[Start of section]
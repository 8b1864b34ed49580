//! PCA9685 16-channel PWM driver
//!
//! Drives the steering servo and the ESC (or continuous-rotation servo) from
//! one board. Outputs are plain servo pulses: a pulse every `1/f` seconds
//! whose width encodes the position.
//!
//! # Pulse Mapping
//!
//! | Output   | Input range | Pulse (defaults)  |
//! |----------|-------------|-------------------|
//! | Steering | 0..180°     | 750..2250 µs      |
//! | Throttle | -1.0..1.0   | 750..2250 µs      |
//!
//! At 50 Hz one period is 20 ms split into 4096 ticks, so 1500 µs is 307 ticks.

pub mod bus;

use crate::config::ActuatorConfig;
use crate::core::actuator::ActuatorSink;
use crate::core::types::ActuatorSignal;
use crate::error::{Error, Result};
use bus::RegisterBus;
use log::{debug, info, warn};
use std::thread;
use std::time::Duration;

// Registers
const REG_MODE1: u8 = 0x00;
const REG_MODE2: u8 = 0x01;
const REG_LED0_ON_L: u8 = 0x06;
const REG_PRESCALE: u8 = 0xFE;

// MODE1 bits
const MODE1_RESTART: u8 = 0x80;
const MODE1_AUTO_INCREMENT: u8 = 0x20;
const MODE1_SLEEP: u8 = 0x10;

// MODE2 bits
const MODE2_OUTDRV: u8 = 0x04;

/// Internal oscillator frequency
const OSCILLATOR_HZ: f64 = 25_000_000.0;

/// Counter resolution per PWM period
const TICKS_PER_PERIOD: f64 = 4096.0;

/// Oscillator settling time after wake
const WAKE_DELAY: Duration = Duration::from_micros(500);

/// Number of PWM channels
pub const CHANNELS: u8 = 16;

/// Prescale register value for the requested PWM frequency.
///
/// The hardware accepts 3..=255, which is roughly 24 Hz to 1526 Hz.
pub fn prescale_for(frequency_hz: f64) -> Result<u8> {
    if frequency_hz.is_nan() || frequency_hz <= 0.0 {
        return Err(Error::InvalidParameter(format!(
            "PWM frequency must be positive, got {}",
            frequency_hz
        )));
    }
    let prescale = (OSCILLATOR_HZ / (TICKS_PER_PERIOD * frequency_hz)).round() - 1.0;
    if !(3.0..=255.0).contains(&prescale) {
        return Err(Error::InvalidParameter(format!(
            "PWM frequency {} Hz is outside the PCA9685 range",
            frequency_hz
        )));
    }
    Ok(prescale as u8)
}

/// Convert a pulse width to counter ticks at `frequency_hz`
pub fn pulse_to_ticks(pulse_us: f64, frequency_hz: f64) -> u16 {
    let ticks = (pulse_us * frequency_hz * TICKS_PER_PERIOD / 1_000_000.0).round();
    ticks.clamp(0.0, TICKS_PER_PERIOD - 1.0) as u16
}

/// Linear pulse range for one output
#[derive(Debug, Clone, Copy, PartialEq)]
pub struct PulseRange {
    pub min_us: f64,
    pub max_us: f64,
}

impl PulseRange {
    pub fn new(min_us: u32, max_us: u32) -> Self {
        Self {
            min_us: f64::from(min_us),
            max_us: f64::from(max_us),
        }
    }

    /// Pulse width for `fraction` of the range (0.0 = min, 1.0 = max)
    pub fn at(&self, fraction: f64) -> f64 {
        self.min_us + fraction.clamp(0.0, 1.0) * (self.max_us - self.min_us)
    }
}

/// The chip itself: prescale setup and per-channel pulse writes
pub struct Pca9685<B: RegisterBus> {
    bus: B,
    frequency_hz: f64,
}

impl<B: RegisterBus> Pca9685<B> {
    /// Initialize the chip for `frequency_hz` output.
    ///
    /// The prescaler can only be written while the oscillator sleeps, so the
    /// sequence is sleep, prescale, wake, then restart with auto-increment.
    pub fn new(mut bus: B, frequency_hz: f64) -> Result<Self> {
        let prescale = prescale_for(frequency_hz)?;
        let init = |bus: &mut B| -> Result<()> {
            bus.write_register(REG_MODE2, MODE2_OUTDRV)?;
            bus.write_register(REG_MODE1, MODE1_SLEEP | MODE1_AUTO_INCREMENT)?;
            bus.write_register(REG_PRESCALE, prescale)?;
            bus.write_register(REG_MODE1, MODE1_AUTO_INCREMENT)?;
            thread::sleep(WAKE_DELAY);
            bus.write_register(REG_MODE1, MODE1_RESTART | MODE1_AUTO_INCREMENT)
        };
        init(&mut bus).map_err(|e| Error::HardwareInit(format!("PCA9685 init: {}", e)))?;

        debug!(
            "PCA9685 initialized: {} Hz (prescale {})",
            frequency_hz, prescale
        );
        Ok(Self { bus, frequency_hz })
    }

    /// Set `channel` to emit pulses of `pulse_us` microseconds
    pub fn set_pulse_us(&mut self, channel: u8, pulse_us: f64) -> Result<()> {
        if channel >= CHANNELS {
            return Err(Error::InvalidParameter(format!(
                "PWM channel {} out of range",
                channel
            )));
        }
        let off = pulse_to_ticks(pulse_us, self.frequency_hz);
        let [off_l, off_h] = off.to_le_bytes();
        self.bus
            .write_block(REG_LED0_ON_L + 4 * channel, &[0, 0, off_l, off_h])
    }

    /// Configured output frequency
    pub fn frequency_hz(&self) -> f64 {
        self.frequency_hz
    }
}

/// Steering servo and throttle on one PCA9685
pub struct Pca9685Actuator<B: RegisterBus> {
    chip: Pca9685<B>,
    steering_channel: u8,
    throttle_channel: u8,
    steering_range: PulseRange,
    throttle_range: PulseRange,
    /// Out-of-travel steering already reported
    range_warned: bool,
}

impl Pca9685Actuator<Box<dyn RegisterBus>> {
    /// Open the configured I2C bus and initialize the board
    pub fn open(config: &ActuatorConfig) -> Result<Self> {
        let bus = bus::open(config.i2c_bus, config.i2c_address)?;
        let actuator = Self::with_bus(bus, config)?;
        info!(
            "PCA9685 ready on i2c-{} at {:#04x} (steering ch {}, throttle ch {})",
            config.i2c_bus, config.i2c_address, config.steering_channel, config.throttle_channel
        );
        Ok(actuator)
    }
}

impl<B: RegisterBus> Pca9685Actuator<B> {
    /// Initialize the board over an already opened bus
    pub fn with_bus(bus: B, config: &ActuatorConfig) -> Result<Self> {
        let chip = Pca9685::new(bus, config.pwm_frequency_hz)?;
        let mut actuator = Self {
            chip,
            steering_channel: config.steering_channel,
            throttle_channel: config.throttle_channel,
            steering_range: PulseRange::new(
                config.steering_min_pulse_us,
                config.steering_max_pulse_us,
            ),
            throttle_range: PulseRange::new(
                config.throttle_min_pulse_us,
                config.throttle_max_pulse_us,
            ),
            range_warned: false,
        };
        actuator.apply(ActuatorSignal::NEUTRAL);
        Ok(actuator)
    }

    /// Pulse width for a steering angle; angles beyond the servo's travel are clamped
    pub fn steering_pulse_us(&self, angle_degrees: f64) -> f64 {
        self.steering_range.at(angle_degrees / 180.0)
    }

    /// Pulse width for a throttle value in -1.0..1.0
    pub fn throttle_pulse_us(&self, value: f64) -> f64 {
        self.throttle_range.at((value + 1.0) / 2.0)
    }

    fn write(&mut self, channel: u8, pulse_us: f64, what: &str) {
        if let Err(e) = self.chip.set_pulse_us(channel, pulse_us) {
            warn!("Failed to set {} (ch {}): {}", what, channel, e);
        }
    }
}

impl<B: RegisterBus> ActuatorSink for Pca9685Actuator<B> {
    fn set_steering(&mut self, angle_degrees: f64) {
        if !(0.0..=180.0).contains(&angle_degrees) && !self.range_warned {
            warn!(
                "Steering angle {:.1}° beyond servo travel, clamping to 0..180",
                angle_degrees
            );
            self.range_warned = true;
        }
        let pulse = self.steering_pulse_us(angle_degrees);
        self.write(self.steering_channel, pulse, "steering");
    }

    fn set_throttle(&mut self, value: f64) {
        let pulse = self.throttle_pulse_us(value);
        self.write(self.throttle_channel, pulse, "throttle");
    }

    fn name(&self) -> &'static str {
        "pca9685"
    }
}

impl<B: RegisterBus> Drop for Pca9685Actuator<B> {
    fn drop(&mut self) {
        debug!("PCA9685: returning outputs to neutral");
        self.apply(ActuatorSignal::NEUTRAL);
    }
}

#[cfg(test)]
mod tests {
    use super::*;
    use approx::assert_relative_eq;
    use parking_lot::Mutex;
    use std::sync::Arc;

    /// Records every register write as (register, bytes)
    #[derive(Clone, Default)]
    struct RecordingBus {
        writes: Arc<Mutex<Vec<(u8, Vec<u8>)>>>,
    }

    impl RegisterBus for RecordingBus {
        fn write_register(&mut self, register: u8, value: u8) -> Result<()> {
            self.writes.lock().push((register, vec![value]));
            Ok(())
        }

        fn write_block(&mut self, register: u8, data: &[u8]) -> Result<()> {
            self.writes.lock().push((register, data.to_vec()));
            Ok(())
        }
    }

    struct FailingBus;

    impl RegisterBus for FailingBus {
        fn write_register(&mut self, _register: u8, _value: u8) -> Result<()> {
            Err(Error::Other("NACK".to_string()))
        }

        fn write_block(&mut self, _register: u8, _data: &[u8]) -> Result<()> {
            Err(Error::Other("NACK".to_string()))
        }
    }

    fn off_ticks(data: &[u8]) -> u16 {
        u16::from_le_bytes([data[2], data[3]])
    }

    #[test]
    fn test_prescale_at_50hz() {
        assert_eq!(prescale_for(50.0).unwrap(), 121);
        assert!(prescale_for(0.0).is_err());
        assert!(prescale_for(5000.0).is_err());
    }

    #[test]
    fn test_pulse_to_ticks() {
        assert_eq!(pulse_to_ticks(1500.0, 50.0), 307);
        assert_eq!(pulse_to_ticks(0.0, 50.0), 0);
        assert_eq!(pulse_to_ticks(50_000.0, 50.0), 4095);
    }

    #[test]
    fn test_init_sequence() {
        let bus = RecordingBus::default();
        let writes = Arc::clone(&bus.writes);
        Pca9685::new(bus, 50.0).unwrap();

        let log = writes.lock();
        let regs: Vec<u8> = log.iter().map(|(r, _)| *r).collect();
        assert_eq!(
            regs,
            vec![REG_MODE2, REG_MODE1, REG_PRESCALE, REG_MODE1, REG_MODE1]
        );
        assert_eq!(log[1].1, vec![MODE1_SLEEP | MODE1_AUTO_INCREMENT]);
        assert_eq!(log[2].1, vec![121]);
        assert_eq!(log[4].1, vec![MODE1_RESTART | MODE1_AUTO_INCREMENT]);
    }

    #[test]
    fn test_pulse_mapping() {
        let actuator = Pca9685Actuator::with_bus(RecordingBus::default(), &ActuatorConfig::default())
            .unwrap();
        assert_relative_eq!(actuator.steering_pulse_us(0.0), 750.0);
        assert_relative_eq!(actuator.steering_pulse_us(90.0), 1500.0);
        assert_relative_eq!(actuator.steering_pulse_us(180.0), 2250.0);
        assert_relative_eq!(actuator.steering_pulse_us(-270.0), 750.0);
        assert_relative_eq!(actuator.throttle_pulse_us(-1.0), 750.0);
        assert_relative_eq!(actuator.throttle_pulse_us(0.0), 1500.0);
        assert_relative_eq!(actuator.throttle_pulse_us(1.0), 2250.0);
    }

    #[test]
    fn test_channels_and_neutral() {
        let bus = RecordingBus::default();
        let writes = Arc::clone(&bus.writes);
        let config = ActuatorConfig::default();
        let mut actuator = Pca9685Actuator::with_bus(bus, &config).unwrap();

        writes.lock().clear();
        actuator.set_steering(90.0);
        actuator.set_throttle(1.0);
        {
            let log = writes.lock();
            assert_eq!(log[0].0, REG_LED0_ON_L);
            assert_eq!(off_ticks(&log[0].1), 307);
            assert_eq!(log[1].0, REG_LED0_ON_L + 4);
            assert_eq!(off_ticks(&log[1].1), pulse_to_ticks(2250.0, 50.0));
        }

        writes.lock().clear();
        drop(actuator);
        let log = writes.lock();
        assert_eq!(log.len(), 2);
        assert!(log.iter().all(|(_, data)| off_ticks(data) == 307));
    }

    #[test]
    fn test_init_failure_is_hardware_init() {
        let err = Pca9685::new(FailingBus, 50.0).err().unwrap();
        assert!(matches!(err, Error::HardwareInit(_)));
    }

    #[test]
    fn test_invalid_channel() {
        let mut chip = Pca9685::new(RecordingBus::default(), 50.0).unwrap();
        assert!(chip.set_pulse_us(CHANNELS, 1500.0).is_err());
    }
}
[End of section]
What is required: All of the lines above that carry the string "PulseRange" need to be found and copied.

Solution:
pub struct PulseRange {
impl PulseRange {
    steering_range: PulseRange,
    throttle_range: PulseRange,
            steering_range: PulseRange::new(
            throttle_range: PulseRange::new(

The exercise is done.